§ **WHAT IS NEEDED**
Copy the data exactly. No line may be skipped.

[[ LISTED ENTRIES, beginning ]]

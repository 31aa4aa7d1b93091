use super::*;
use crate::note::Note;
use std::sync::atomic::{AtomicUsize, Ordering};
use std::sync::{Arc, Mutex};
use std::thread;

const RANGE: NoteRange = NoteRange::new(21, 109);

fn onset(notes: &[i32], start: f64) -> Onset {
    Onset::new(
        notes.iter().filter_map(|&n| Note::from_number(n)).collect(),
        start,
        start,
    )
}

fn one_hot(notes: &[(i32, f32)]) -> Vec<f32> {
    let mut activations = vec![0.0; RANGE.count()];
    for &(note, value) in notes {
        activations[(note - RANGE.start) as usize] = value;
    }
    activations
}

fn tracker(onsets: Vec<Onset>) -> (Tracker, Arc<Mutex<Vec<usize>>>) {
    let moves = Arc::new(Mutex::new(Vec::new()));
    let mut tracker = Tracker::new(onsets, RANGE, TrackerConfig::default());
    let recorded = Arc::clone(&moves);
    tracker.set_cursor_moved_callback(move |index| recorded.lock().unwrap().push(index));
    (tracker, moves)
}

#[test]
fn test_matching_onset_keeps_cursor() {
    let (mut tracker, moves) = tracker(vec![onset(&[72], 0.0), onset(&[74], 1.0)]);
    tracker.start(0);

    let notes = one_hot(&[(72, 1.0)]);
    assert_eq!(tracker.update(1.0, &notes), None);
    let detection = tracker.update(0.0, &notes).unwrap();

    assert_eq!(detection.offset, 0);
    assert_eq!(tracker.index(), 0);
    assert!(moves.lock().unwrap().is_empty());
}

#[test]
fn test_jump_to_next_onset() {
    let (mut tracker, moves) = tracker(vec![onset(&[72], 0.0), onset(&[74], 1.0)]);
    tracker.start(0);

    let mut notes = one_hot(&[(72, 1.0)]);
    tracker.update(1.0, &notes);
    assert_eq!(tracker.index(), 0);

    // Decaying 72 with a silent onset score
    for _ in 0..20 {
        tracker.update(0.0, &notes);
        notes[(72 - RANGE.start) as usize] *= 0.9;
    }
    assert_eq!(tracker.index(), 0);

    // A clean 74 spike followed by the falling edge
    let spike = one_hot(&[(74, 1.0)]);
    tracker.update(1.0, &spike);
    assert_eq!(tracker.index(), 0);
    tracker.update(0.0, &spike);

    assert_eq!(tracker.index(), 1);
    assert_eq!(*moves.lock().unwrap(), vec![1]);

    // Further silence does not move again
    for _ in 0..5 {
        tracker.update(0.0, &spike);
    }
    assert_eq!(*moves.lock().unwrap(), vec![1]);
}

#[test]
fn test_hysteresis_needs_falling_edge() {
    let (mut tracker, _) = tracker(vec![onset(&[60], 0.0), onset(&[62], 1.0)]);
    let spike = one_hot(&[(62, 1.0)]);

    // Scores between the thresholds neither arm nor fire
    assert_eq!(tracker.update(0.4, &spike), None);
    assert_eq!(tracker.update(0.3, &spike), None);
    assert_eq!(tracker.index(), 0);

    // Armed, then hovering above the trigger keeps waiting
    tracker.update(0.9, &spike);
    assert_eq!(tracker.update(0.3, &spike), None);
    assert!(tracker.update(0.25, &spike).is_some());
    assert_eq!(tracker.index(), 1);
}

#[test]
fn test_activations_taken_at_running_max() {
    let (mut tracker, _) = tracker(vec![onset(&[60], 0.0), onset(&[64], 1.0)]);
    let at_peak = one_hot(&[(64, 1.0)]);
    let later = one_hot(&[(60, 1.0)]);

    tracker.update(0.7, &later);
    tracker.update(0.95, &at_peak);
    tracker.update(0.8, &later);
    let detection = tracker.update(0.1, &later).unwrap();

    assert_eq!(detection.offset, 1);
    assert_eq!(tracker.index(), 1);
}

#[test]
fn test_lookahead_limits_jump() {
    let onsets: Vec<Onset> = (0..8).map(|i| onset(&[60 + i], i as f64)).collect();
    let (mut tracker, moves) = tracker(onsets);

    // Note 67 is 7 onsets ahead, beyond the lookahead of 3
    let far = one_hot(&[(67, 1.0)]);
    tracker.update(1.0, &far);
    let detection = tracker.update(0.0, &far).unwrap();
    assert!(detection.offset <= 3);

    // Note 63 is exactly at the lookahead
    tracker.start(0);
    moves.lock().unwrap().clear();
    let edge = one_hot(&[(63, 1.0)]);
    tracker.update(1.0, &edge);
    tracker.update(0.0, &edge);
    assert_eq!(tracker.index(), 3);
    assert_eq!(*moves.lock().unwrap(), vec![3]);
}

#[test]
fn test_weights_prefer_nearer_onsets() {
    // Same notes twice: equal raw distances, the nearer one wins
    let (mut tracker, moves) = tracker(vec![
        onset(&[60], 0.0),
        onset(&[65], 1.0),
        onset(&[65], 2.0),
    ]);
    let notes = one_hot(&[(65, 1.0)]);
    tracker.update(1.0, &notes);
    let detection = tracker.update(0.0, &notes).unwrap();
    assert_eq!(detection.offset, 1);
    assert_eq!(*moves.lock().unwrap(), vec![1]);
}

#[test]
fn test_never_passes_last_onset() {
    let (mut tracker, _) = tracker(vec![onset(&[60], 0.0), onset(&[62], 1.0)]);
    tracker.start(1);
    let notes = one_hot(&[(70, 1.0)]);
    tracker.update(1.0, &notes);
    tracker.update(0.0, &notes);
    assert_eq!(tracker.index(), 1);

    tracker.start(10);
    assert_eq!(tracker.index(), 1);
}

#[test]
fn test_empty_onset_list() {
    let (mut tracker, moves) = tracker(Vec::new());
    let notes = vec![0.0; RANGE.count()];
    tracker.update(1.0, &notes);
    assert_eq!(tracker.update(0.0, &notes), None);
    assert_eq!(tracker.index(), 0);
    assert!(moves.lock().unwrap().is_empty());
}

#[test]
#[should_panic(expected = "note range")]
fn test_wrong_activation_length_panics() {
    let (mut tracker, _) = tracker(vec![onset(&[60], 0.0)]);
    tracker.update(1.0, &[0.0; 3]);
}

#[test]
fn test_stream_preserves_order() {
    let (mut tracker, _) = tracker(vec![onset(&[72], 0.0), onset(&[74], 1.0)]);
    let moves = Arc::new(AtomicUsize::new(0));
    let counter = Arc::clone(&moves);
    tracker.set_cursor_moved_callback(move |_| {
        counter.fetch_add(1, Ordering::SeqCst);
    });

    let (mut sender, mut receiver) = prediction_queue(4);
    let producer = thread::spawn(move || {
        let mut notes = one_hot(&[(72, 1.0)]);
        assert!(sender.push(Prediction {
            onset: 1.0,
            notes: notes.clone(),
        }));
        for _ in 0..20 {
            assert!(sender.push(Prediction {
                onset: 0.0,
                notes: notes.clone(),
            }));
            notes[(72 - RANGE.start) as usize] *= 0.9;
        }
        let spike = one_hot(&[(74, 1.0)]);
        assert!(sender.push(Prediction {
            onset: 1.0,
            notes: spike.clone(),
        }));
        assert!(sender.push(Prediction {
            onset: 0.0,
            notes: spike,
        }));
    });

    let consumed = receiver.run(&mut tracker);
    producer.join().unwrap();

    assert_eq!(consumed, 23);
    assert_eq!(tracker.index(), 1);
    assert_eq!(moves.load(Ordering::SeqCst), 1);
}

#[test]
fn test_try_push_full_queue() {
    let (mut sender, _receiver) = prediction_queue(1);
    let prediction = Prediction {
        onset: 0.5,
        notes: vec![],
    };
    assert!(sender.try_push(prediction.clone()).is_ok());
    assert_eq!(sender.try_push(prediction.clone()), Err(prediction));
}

[[ LISTED ENTRIES, end ]]

§ **SOLUTION FOR THIS PROBLEM**
repository 31aa4aa7d1b93091
use super::*;
use crate::note::Note;
use std::sync::atomic::{AtomicUsize, Ordering};
use std::sync::{Arc, Mutex};
use std::thread;

const RANGE: NoteRange = NoteRange::new(21, 109);

fn onset(notes: &[i32], start: f64) -> Onset {
    Onset::new(
        notes.iter().filter_map(|&n| Note::from_number(n)).collect(),
        start,
        start,
    )
}

fn one_hot(notes: &[(i32, f32)]) -> Vec<f32> {
    let mut activations = vec![0.0; RANGE.count()];
    for &(note, value) in notes {
        activations[(note - RANGE.start) as usize] = value;
    }
    activations
}

fn tracker(onsets: Vec<Onset>) -> (Tracker, Arc<Mutex<Vec<usize>>>) {
    let moves = Arc::new(Mutex::new(Vec::new()));
    let mut tracker = Tracker::new(onsets, RANGE, TrackerConfig::default());
    let recorded = Arc::clone(&moves);
    tracker.set_cursor_moved_callback(move |index| recorded.lock().unwrap().push(index));
    (tracker, moves)
}

#[test]
fn test_matching_onset_keeps_cursor() {
    let (mut tracker, moves) = tracker(vec![onset(&[72], 0.0), onset(&[74], 1.0)]);
    tracker.start(0);

    let notes = one_hot(&[(72, 1.0)]);
    assert_eq!(tracker.update(1.0, &notes), None);
    let detection = tracker.update(0.0, &notes).unwrap();

    assert_eq!(detection.offset, 0);
    assert_eq!(tracker.index(), 0);
    assert!(moves.lock().unwrap().is_empty());
}

#[test]
fn test_jump_to_next_onset() {
    let (mut tracker, moves) = tracker(vec![onset(&[72], 0.0), onset(&[74], 1.0)]);
    tracker.start(0);

    let mut notes = one_hot(&[(72, 1.0)]);
    tracker.update(1.0, &notes);
    assert_eq!(tracker.index(), 0);

    // Decaying 72 with a silent onset score
    for _ in 0..20 {
        tracker.update(0.0, &notes);
        notes[(72 - RANGE.start) as usize] *= 0.9;
    }
    assert_eq!(tracker.index(), 0);

    // A clean 74 spike followed by the falling edge
    let spike = one_hot(&[(74, 1.0)]);
    tracker.update(1.0, &spike);
    assert_eq!(tracker.index(), 0);
    tracker.update(0.0, &spike);

    assert_eq!(tracker.index(), 1);
    assert_eq!(*moves.lock().unwrap(), vec![1]);

    // Further silence does not move again
    for _ in 0..5 {
        tracker.update(0.0, &spike);
    }
    assert_eq!(*moves.lock().unwrap(), vec![1]);
}

#[test]
fn test_hysteresis_needs_falling_edge() {
    let (mut tracker, _) = tracker(vec![onset(&[60], 0.0), onset(&[62], 1.0)]);
    let spike = one_hot(&[(62, 1.0)]);

    // Scores between the thresholds neither arm nor fire
    assert_eq!(tracker.update(0.4, &spike), None);
    assert_eq!(tracker.update(0.3, &spike), None);
    assert_eq!(tracker.index(), 0);

    // Armed, then hovering above the trigger keeps waiting
    tracker.update(0.9, &spike);
    assert_eq!(tracker.update(0.3, &spike), None);
    assert!(tracker.update(0.25, &spike).is_some());
    assert_eq!(tracker.index(), 1);
}

#[test]
fn test_activations_taken_at_running_max() {
    let (mut tracker, _) = tracker(vec![onset(&[60], 0.0), onset(&[64], 1.0)]);
    let at_peak = one_hot(&[(64, 1.0)]);
    let later = one_hot(&[(60, 1.0)]);

    tracker.update(0.7, &later);
    tracker.update(0.95, &at_peak);
    tracker.update(0.8, &later);
    let detection = tracker.update(0.1, &later).unwrap();

    assert_eq!(detection.offset, 1);
    assert_eq!(tracker.index(), 1);
}

#[test]
fn test_lookahead_limits_jump() {
    let onsets: Vec<Onset> = (0..8).map(|i| onset(&[60 + i], i as f64)).collect();
    let (mut tracker, moves) = tracker(onsets);

    // Note 67 is 7 onsets ahead, beyond the lookahead of 3
    let far = one_hot(&[(67, 1.0)]);
    tracker.update(1.0, &far);
    let detection = tracker.update(0.0, &far).unwrap();
    assert!(detection.offset <= 3);

    // Note 63 is exactly at the lookahead
    tracker.start(0);
    moves.lock().unwrap().clear();
    let edge = one_hot(&[(63, 1.0)]);
    tracker.update(1.0, &edge);
    tracker.update(0.0, &edge);
    assert_eq!(tracker.index(), 3);
    assert_eq!(*moves.lock().unwrap(), vec![3]);
}

#[test]
fn test_weights_prefer_nearer_onsets() {
    // Same notes twice: equal raw distances, the nearer one wins
    let (mut tracker, moves) = tracker(vec![
        onset(&[60], 0.0),
        onset(&[65], 1.0),
        onset(&[65], 2.0),
    ]);
    let notes = one_hot(&[(65, 1.0)]);
    tracker.update(1.0, &notes);
    let detection = tracker.update(0.0, &notes).unwrap();
    assert_eq!(detection.offset, 1);
    assert_eq!(*moves.lock().unwrap(), vec![1]);
}

#[test]
fn test_never_passes_last_onset() {
    let (mut tracker, _) = tracker(vec![onset(&[60], 0.0), onset(&[62], 1.0)]);
    tracker.start(1);
    let notes = one_hot(&[(70, 1.0)]);
    tracker.update(1.0, &notes);
    tracker.update(0.0, &notes);
    assert_eq!(tracker.index(), 1);

    tracker.start(10);
    assert_eq!(tracker.index(), 1);
}

#[test]
fn test_empty_onset_list() {
    let (mut tracker, moves) = tracker(Vec::new());
    let notes = vec![0.0; RANGE.count()];
    tracker.update(1.0, &notes);
    assert_eq!(tracker.update(0.0, &notes), None);
    assert_eq!(tracker.index(), 0);
    assert!(moves.lock().unwrap().is_empty());
}

#[test]
#[should_panic(expected = "note range")]
fn test_wrong_activation_length_panics() {
    let (mut tracker, _) = tracker(vec![onset(&[60], 0.0)]);
    tracker.update(1.0, &[0.0; 3]);
}

#[test]
fn test_stream_preserves_order() {
    let (mut tracker, _) = tracker(vec![onset(&[72], 0.0), onset(&[74], 1.0)]);
    let moves = Arc::new(AtomicUsize::new(0));
    let counter = Arc::clone(&moves);
    tracker.set_cursor_moved_callback(move |_| {
        counter.fetch_add(1, Ordering::SeqCst);
    });

    let (mut sender, mut receiver) = prediction_queue(4);
    let producer = thread::spawn(move || {
        let mut notes = one_hot(&[(72, 1.0)]);
        assert!(sender.push(Prediction {
            onset: 1.0,
            notes: notes.clone(),
        }));
        for _ in 0..20 {
            assert!(sender.push(Prediction {
                onset: 0.0,
                notes: notes.clone(),
            }));
            notes[(72 - RANGE.start) as usize] *= 0.9;
        }
        let spike = one_hot(&[(74, 1.0)]);
        assert!(sender.push(Prediction {
            onset: 1.0,
            notes: spike.clone(),
        }));
        assert!(sender.push(Prediction {
            onset: 0.0,
            notes: spike,
        }));
    });

    let consumed = receiver.run(&mut tracker);
    producer.join().unwrap();

    assert_eq!(consumed, 23);
    assert_eq!(tracker.index(), 1);
    assert_eq!(moves.load(Ordering::SeqCst), 1);
}

#[test]
fn test_try_push_full_queue() {
    let (mut sender, _receiver) = prediction_queue(1);
    let prediction = Prediction {
        onset: 0.5,
        notes: vec![],
    };
    assert!(sender.try_push(prediction.clone()).is_ok());
    assert_eq!(sender.try_push(prediction.clone()), Err(prediction));
}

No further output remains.